Your goal
Every line holding the string "once" is to be copied from the entries below.

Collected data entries
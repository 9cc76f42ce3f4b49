//! Change notification for live views
//!
//! Subscribers register a channel for one of three views: every user, the
//! adults, or a single user id. After a mutation that changed a row, the
//! repository asks the notifier to re-query each affected view and push the
//! fresh snapshot. Registration and publication both run on the repository
//! worker, so a subscriber never sees a snapshot older than one it already
//! received.

use std::collections::HashMap;
use std::sync::atomic::{AtomicU64, Ordering};
use std::sync::{Arc, Mutex, MutexGuard, PoisonError, Weak};
use tokio::sync::mpsc;
use userbook_core::model::User;
use userbook_store::{Result, UserStore};

/// Which list a list subscriber follows
#[derive(Debug, Clone, Copy, PartialEq, Eq, Hash)]
pub(crate) enum ListView {
    All,
    Adults,
}

impl ListView {
    fn query(self, store: &UserStore) -> Result<Vec<User>> {
        match self {
            ListView::All => store.get_all(),
            ListView::Adults => store.get_adults(),
        }
    }
}

#[derive(Debug, Clone, Copy, PartialEq, Eq, Hash)]
enum SubscriptionKey {
    List(u64),
    Record(u64),
}

struct ListListener {
    view: ListView,
    tx: mpsc::UnboundedSender<Vec<User>>,
}

struct RecordListener {
    user_id: i64,
    tx: mpsc::UnboundedSender<Option<User>>,
}

/// Registry of live subscribers
#[derive(Default)]
pub(crate) struct ChangeNotifier {
    next_id: AtomicU64,
    lists: Mutex<HashMap<u64, ListListener>>,
    records: Mutex<HashMap<u64, RecordListener>>,
}

fn lock<T>(mutex: &Mutex<T>) -> MutexGuard<'_, T> {
    // Listener maps hold no invariants a panicking holder could break
    mutex.lock().unwrap_or_else(PoisonError::into_inner)
}

impl ChangeNotifier {
    pub(crate) fn new() -> Arc<Self> {
        Arc::new(Self::default())
    }

    /// Create the receiving half of a list subscription
    ///
    /// The returned attach step must run on the worker; it sends the initial
    /// snapshot and then registers the listener.
    pub(crate) fn subscribe_list(
        self: &Arc<Self>,
        view: ListView,
    ) -> (Subscription<Vec<User>>, PendingList) {
        let id = self.next_id.fetch_add(1, Ordering::Relaxed);
        let (tx, rx) = mpsc::unbounded_channel();
        let subscription = Subscription {
            key: SubscriptionKey::List(id),
            rx,
            notifier: Arc::downgrade(self),
        };
        let pending = PendingList {
            id,
            view,
            tx,
            notifier: Arc::downgrade(self),
        };
        (subscription, pending)
    }

    /// Create the receiving half of a single-record subscription
    pub(crate) fn subscribe_record(
        self: &Arc<Self>,
        user_id: i64,
    ) -> (Subscription<Option<User>>, PendingRecord) {
        let id = self.next_id.fetch_add(1, Ordering::Relaxed);
        let (tx, rx) = mpsc::unbounded_channel();
        let subscription = Subscription {
            key: SubscriptionKey::Record(id),
            rx,
            notifier: Arc::downgrade(self),
        };
        let pending = PendingRecord {
            id,
            user_id,
            tx,
            notifier: Arc::downgrade(self),
        };
        (subscription, pending)
    }

    fn unregister(&self, key: SubscriptionKey) {
        match key {
            SubscriptionKey::List(id) => {
                lock(&self.lists).remove(&id);
            }
            SubscriptionKey::Record(id) => {
                lock(&self.records).remove(&id);
            }
        }
    }

    /// Number of registered subscribers across all views
    pub(crate) fn subscriber_count(&self) -> usize {
        lock(&self.lists).len() + lock(&self.records).len()
    }

    /// Push fresh snapshots to every view affected by a change to `user_id`
    ///
    /// List views always re-query: a change to any row can move it in or
    /// out of the adults list or reorder the full list. Record views only
    /// re-query when they follow `user_id`. Each view is queried once no
    /// matter how many subscribers follow it.
    pub(crate) fn publish(&self, store: &UserStore, user_id: i64) -> Result<usize> {
        let mut delivered = 0;

        {
            let mut lists = lock(&self.lists);
            let mut snapshots: HashMap<ListView, Vec<User>> = HashMap::new();
            let mut closed = Vec::new();
            for (id, listener) in lists.iter() {
                if listener.tx.is_closed() {
                    closed.push(*id);
                    continue;
                }
                let snapshot = match snapshots.get(&listener.view) {
                    Some(snapshot) => snapshot.clone(),
                    None => {
                        let snapshot = listener.view.query(store)?;
                        snapshots.insert(listener.view, snapshot.clone());
                        snapshot
                    }
                };
                if listener.tx.send(snapshot).is_ok() {
                    delivered += 1;
                } else {
                    closed.push(*id);
                }
            }
            for id in closed {
                lists.remove(&id);
            }
        }

        {
            let mut records = lock(&self.records);
            let mut snapshot: Option<Option<User>> = None;
            let mut closed = Vec::new();
            for (id, listener) in records.iter().filter(|(_, l)| l.user_id == user_id) {
                let current = match &snapshot {
                    Some(current) => current.clone(),
                    None => {
                        let current = store.get_by_id(user_id)?;
                        snapshot = Some(current.clone());
                        current
                    }
                };
                if listener.tx.send(current).is_ok() {
                    delivered += 1;
                } else {
                    closed.push(*id);
                }
            }
            records.retain(|id, listener| !closed.contains(id) && !listener.tx.is_closed());
        }

        tracing::debug!(user_id, delivered, "published change");
        Ok(delivered)
    }
}

/// A list subscription waiting to be attached on the worker
pub(crate) struct PendingList {
    id: u64,
    view: ListView,
    tx: mpsc::UnboundedSender<Vec<User>>,
    notifier: Weak<ChangeNotifier>,
}

impl PendingList {
    /// Start following changes, then send the current snapshot
    ///
    /// The listener is registered before the snapshot goes out, so a
    /// subscriber that cancels as soon as it sees the snapshot always finds
    /// its entry to remove.
    pub(crate) fn attach(self, store: &UserStore) -> Result<()> {
        let snapshot = self.view.query(store)?;
        let Some(notifier) = self.notifier.upgrade() else {
            return Ok(());
        };

        lock(&notifier.lists).insert(
            self.id,
            ListListener {
                view: self.view,
                tx: self.tx.clone(),
            },
        );
        // Receiver already gone: take the entry back out
        if self.tx.send(snapshot).is_err() {
            notifier.unregister(SubscriptionKey::List(self.id));
        }
        Ok(())
    }
}

/// A single-record subscription waiting to be attached on the worker
pub(crate) struct PendingRecord {
    id: u64,
    user_id: i64,
    tx: mpsc::UnboundedSender<Option<User>>,
    notifier: Weak<ChangeNotifier>,
}

impl PendingRecord {
    pub(crate) fn attach(self, store: &UserStore) -> Result<()> {
        let current = store.get_by_id(self.user_id)?;
        let Some(notifier) = self.notifier.upgrade() else {
            return Ok(());
        };

        lock(&notifier.records).insert(
            self.id,
            RecordListener {
                user_id: self.user_id,
                tx: self.tx.clone(),
            },
        );
        if self.tx.send(current).is_err() {
            notifier.unregister(SubscriptionKey::Record(self.id));
        }
        Ok(())
    }
}

/// A live view over the user store
///
/// Yields the view's state at subscription time first, then one snapshot
/// per change that affects it, in commit order. Dropping the subscription
/// (or calling [`Subscription::cancel`]) stops delivery and removes it from
/// the registry.
pub struct Subscription<T> {
    key: SubscriptionKey,
    rx: mpsc::UnboundedReceiver<T>,
    notifier: Weak<ChangeNotifier>,
}

impl<T> Subscription<T> {
    /// Wait for the next snapshot
    ///
    /// Returns `None` once the repository is gone and every buffered
    /// snapshot has been taken.
    pub async fn recv(&mut self) -> Option<T> {
        self.rx.recv().await
    }

    /// Take a buffered snapshot without waiting
    pub fn try_recv(&mut self) -> Option<T> {
        self.rx.try_recv().ok()
    }

    /// Stop receiving snapshots
    pub fn cancel(self) {}
}

impl<T> Drop for Subscription<T> {
    fn drop(&mut self) {
        self.rx.close();
        if let Some(notifier) = self.notifier.upgrade() {
            notifier.unregister(self.key);
        }
    }
}

impl<T> std::fmt::Debug for Subscription<T> {
    fn fmt(&self, f: &mut std::fmt::Formatter<'_>) -> std::fmt::Result {
        f.debug_struct("Subscription").field("key", &self.key).finish()
    }
}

Answer to the exercise
    /// re-query when they follow `user_id`. Each view is queried once no
    /// Returns `None` once the repository is gone and every buffered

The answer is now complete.